Complete Communications Engineering

We show an approach to beamforming an acoustic source using a circular microphone topology. Consider the circular array illustrated in Figure 1 below and suppose a beamforming solution is desired.

Figure 1: Circular microphone array topology for 8 microphones, \psi= \frac{2\pi}{7}.

 

Define the angle of arrival to be the impinging angle at microphone m_{8} as \theta, using the line joining microphones m_1 and m_8 as reference. By choosing every consecutive pair of microphones together with the center microphone, 7 triples are possible. Each triple can be said to have an effective look direction width of \frac{2\pi}{7}. Thus anytime the signal of interest falls withing this range of any triplet, we chose these triplet to form the beam. Then by averaging the received signals at three microphones, it can be easily shown to that;

Y(w) = \frac{1}{3} \sum\limits_{q} X_{q} (w) = X_0 (w) H(w) + \frac{1}{3}\sum\limits_{q} N_q(w)

where

X_{q} (w) = X_0 e^{-jw\tau_{8,q}} + N_{q} (w)

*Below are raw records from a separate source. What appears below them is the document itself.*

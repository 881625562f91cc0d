//! Sample goniometer: a chain of rotation axes composed into one matrix.

use nalgebra::{Matrix3, Rotation3, Unit, Vector3};

use crate::error::{Error, Result};
use crate::lattice::{check_rotation, matrix_from_rows};

#[cfg(feature = "serde")]
use serde::{Deserialize, Serialize};

/// Rotation sense of a goniometer axis.
#[derive(Debug, Clone, Copy, PartialEq, Eq, Default)]
#[cfg_attr(feature = "serde", derive(Serialize, Deserialize))]
pub enum Sense {
    /// Counter-clockwise (right-hand rule).
    #[default]
    CounterClockwise,
    /// Clockwise.
    Clockwise,
}

impl Sense {
    fn sign(self) -> f64 {
        match self {
            Self::CounterClockwise => 1.0,
            Self::Clockwise => -1.0,
        }
    }
}

/// One motor axis of a goniometer.
#[derive(Debug, Clone, PartialEq)]
#[cfg_attr(feature = "serde", derive(Serialize, Deserialize))]
pub struct GoniometerAxis {
    /// Motor name, e.g. `omega`.
    pub name: String,
    /// Rotation axis in the lab frame.
    pub direction: [f64; 3],
    /// Rotation sense.
    #[cfg_attr(feature = "serde", serde(default))]
    pub sense: Sense,
    /// Angle in degrees.
    pub angle: f64,
}

impl GoniometerAxis {
    /// Creates a counter-clockwise axis.
    #[must_use]
    pub fn new(name: impl Into<String>, direction: [f64; 3], angle: f64) -> Self {
        Self {
            name: name.into(),
            direction,
            sense: Sense::CounterClockwise,
            angle,
        }
    }

    /// Sets the rotation sense.
    #[must_use]
    pub fn with_sense(mut self, sense: Sense) -> Self {
        self.sense = sense;
        self
    }

    fn rotation(&self) -> Result<Rotation3<f64>> {
        let axis = Unit::try_new(Vector3::from(self.direction), 1e-12).ok_or_else(|| {
            Error::InvalidRotation(format!("goniometer axis '{}' has zero length", self.name))
        })?;
        Ok(Rotation3::from_axis_angle(
            &axis,
            self.sense.sign() * self.angle.to_radians(),
        ))
    }
}

/// Serializable goniometer description: either axes or an explicit matrix.
#[derive(Debug, Clone, PartialEq, Default)]
#[cfg_attr(feature = "serde", derive(Serialize, Deserialize))]
pub struct GoniometerRecord {
    /// Motor axes, outermost first.
    #[cfg_attr(feature = "serde", serde(default, skip_serializing_if = "Vec::is_empty"))]
    pub axes: Vec<GoniometerAxis>,
    /// Row-major rotation matrix; used when `axes` is empty.
    #[cfg_attr(feature = "serde", serde(default))]
    pub matrix: Option<[[f64; 3]; 3]>,
}

/// Sample orientation `R = R₀ · R₁ · …` over its axes.
#[derive(Debug, Clone, PartialEq)]
#[cfg_attr(
    feature = "serde",
    derive(Serialize, Deserialize),
    serde(try_from = "GoniometerRecord", into = "GoniometerRecord")
)]
pub struct Goniometer {
    axes: Vec<GoniometerAxis>,
    r: Matrix3<f64>,
}

impl Default for Goniometer {
    fn default() -> Self {
        Self::identity()
    }
}

impl Goniometer {
    /// A goniometer with no axes.
    #[must_use]
    pub fn identity() -> Self {
        Self {
            axes: Vec::new(),
            r: Matrix3::identity(),
        }
    }

    /// Builds the goniometer from an ordered axis list (outermost first).
    ///
    /// # Errors
    /// Returns an error if an axis direction is zero.
    pub fn from_axes(axes: Vec<GoniometerAxis>) -> Result<Self> {
        let mut r = Rotation3::identity();
        for axis in &axes {
            r = r * axis.rotation()?;
        }
        Ok(Self {
            axes,
            r: r.into_inner(),
        })
    }

    /// Wraps an explicit rotation matrix.
    ///
    /// # Errors
    /// Returns an error if `r` is not a proper rotation.
    pub fn from_matrix(r: Matrix3<f64>) -> Result<Self> {
        check_rotation(&r)?;
        Ok(Self {
            axes: Vec::new(),
            r,
        })
    }

    /// Single counter-clockwise rotation about the vertical (y) axis.
    #[must_use]
    pub fn omega(angle_deg: f64) -> Self {
        let axis = GoniometerAxis::new("omega", [0.0, 1.0, 0.0], angle_deg);
        let r = Rotation3::from_axis_angle(&Vector3::y_axis(), angle_deg.to_radians());
        Self {
            axes: vec![axis],
            r: r.into_inner(),
        }
    }

    /// Rotation matrix `R`.
    #[must_use]
    pub fn r(&self) -> &Matrix3<f64> {
        &self.r
    }

    /// Axes the matrix was built from (empty for explicit matrices).
    #[must_use]
    pub fn axes(&self) -> &[GoniometerAxis] {
        &self.axes
    }

    /// Returns true if the rotation is the identity.
    #[must_use]
    pub fn is_identity(&self) -> bool {
        (self.r - Matrix3::identity()).abs().max() < 1e-12
    }
}

impl TryFrom<GoniometerRecord> for Goniometer {
    type Error = Error;

    fn try_from(record: GoniometerRecord) -> Result<Self> {
        match (record.axes.is_empty(), record.matrix) {
            (false, _) => Self::from_axes(record.axes),
            (true, Some(rows)) => Self::from_matrix(matrix_from_rows(rows)),
            (true, None) => Ok(Self::identity()),
        }
    }
}

impl From<Goniometer> for GoniometerRecord {
    fn from(g: Goniometer) -> Self {
        let r = g.r;
        Self {
            matrix: Some([
                [r[(0, 0)], r[(0, 1)], r[(0, 2)]],
                [r[(1, 0)], r[(1, 1)], r[(1, 2)]],
                [r[(2, 0)], r[(2, 1)], r[(2, 2)]],
            ]),
            axes: g.axes,
        }
    }
}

Here, \tau_{8,q} is the delay between microphones 8 and q, H(w) is the effective “sum filter”.

H(w) can be synthesized as:

H(w) = \frac{2}{3}\cos{\left( w \frac{d}{c} \sin{\frac{\psi}{2}} \sin{\theta} \right)}+ \frac{1}{3} e^{-jw \frac{d}{c} \cos{\frac{\psi}{2}}\cos{\theta}}

Suppose we sum the signals at the three microphones, then we can use the above filter to form a distortionless response for the desired signal. An approximate inverse filter can be used with minimal distortion across all frequencies. Define such a filter as

 

H^{-1}(w) = \frac{3}{ 2\cos{\left( w \frac{d}{c} \sin{\frac{\psi}{2}} \sin{\theta} \right)}+ e^{jw \frac{d}{c} \cos{\frac{\psi}{2}}\cos{\theta}} }

 

The effective magnitude response of the above approach, for each triplet, is as shown in Figure 2 below:

Figure 2: Effective magnitude response for desired signal and noise.

 

VOCAL Technologies offers custom designed solutions for beamforming with a direction of arrival estimation, robust voice activity detector, acoustic echo cancellation and noise suppression. Our custom implementations of such systems are meant to deliver optimum performance for your specific beamforming task. Contact us today to discuss your solution!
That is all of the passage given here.